### Task
Reproduce the following records exactly from the line containing "($level:ident, $($arg:tt)+) =>" onward, ending with the last line and including it.

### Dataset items
__________
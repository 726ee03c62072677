// self
use crate::{_prelude::*, obs::OpKind};

/// Type alias that resolves to an instrumented future when tracing is enabled.
#[cfg(feature = "tracing")]
pub type InstrumentedOp<F> = tracing::instrument::Instrumented<F>;
/// Passthrough future type when tracing is disabled.
#[cfg(not(feature = "tracing"))]
pub type InstrumentedOp<F> = F;

/// A span builder used by client operations.
#[derive(Clone, Debug)]
pub struct OpSpan {
	#[cfg(feature = "tracing")]
	span: tracing::Span,
}
impl OpSpan {
	/// Creates a new span tagged with the provided operation kind + stage.
	pub fn new(kind: OpKind, stage: &'static str) -> Self {
		#[cfg(feature = "tracing")]
		{
			let span = tracing::info_span!("api_client.op", op = kind.as_str(), stage);

			Self { span }
		}
		#[cfg(not(feature = "tracing"))]
		{
			let _ = (kind, stage);

			Self {}
		}
	}

	/// Instruments an async block without holding a guard across `.await` points.
	pub fn instrument<Fut>(&self, fut: Fut) -> InstrumentedOp<Fut>
	where
		Fut: Future,
	{
		#[cfg(feature = "tracing")]
		{
			use tracing::Instrument;

			fut.instrument(self.span.clone())
		}
		#[cfg(not(feature = "tracing"))]
		{
			fut
		}
	}
}

/// Emits a `tracing` event at the given level when the `tracing` feature is enabled.
macro_rules! trace_event {
	($level:ident, $($arg:tt)+) => {{
		#[cfg(feature = "tracing")]
		{
			::tracing::$level!($($arg)+);
		}
	}};
}
pub(crate) use trace_event;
__________
### Response below
	($level:ident, $($arg:tt)+) => {{
		#[cfg(feature = "tracing")]
		{
			::tracing::$level!($($arg)+);
		}
	}};
}
pub(crate) use trace_event;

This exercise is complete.